Copy out every line holding the string "message" from the records below.
Material for this exercise Start Marker
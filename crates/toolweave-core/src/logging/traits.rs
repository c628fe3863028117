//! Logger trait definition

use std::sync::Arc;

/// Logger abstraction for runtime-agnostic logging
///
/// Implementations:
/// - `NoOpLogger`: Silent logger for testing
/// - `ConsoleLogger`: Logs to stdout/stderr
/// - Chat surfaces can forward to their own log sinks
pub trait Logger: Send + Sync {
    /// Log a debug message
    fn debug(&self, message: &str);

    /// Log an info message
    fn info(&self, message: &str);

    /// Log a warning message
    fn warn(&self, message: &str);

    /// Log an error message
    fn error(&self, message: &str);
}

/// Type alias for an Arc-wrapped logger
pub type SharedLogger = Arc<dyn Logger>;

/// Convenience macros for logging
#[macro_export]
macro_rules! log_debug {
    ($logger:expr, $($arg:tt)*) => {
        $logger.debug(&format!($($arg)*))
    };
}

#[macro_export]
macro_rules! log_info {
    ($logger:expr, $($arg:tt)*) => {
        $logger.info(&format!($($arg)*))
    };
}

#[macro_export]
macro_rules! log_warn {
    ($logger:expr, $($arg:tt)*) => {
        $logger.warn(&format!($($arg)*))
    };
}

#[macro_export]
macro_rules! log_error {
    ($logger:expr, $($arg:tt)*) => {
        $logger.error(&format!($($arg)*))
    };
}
Material for this exercise End Marker
» Solved exercise
    /// Log a debug message
    fn debug(&self, message: &str);
    /// Log an info message
    fn info(&self, message: &str);
    /// Log a warning message
    fn warn(&self, message: &str);
    /// Log an error message
    fn error(&self, message: &str);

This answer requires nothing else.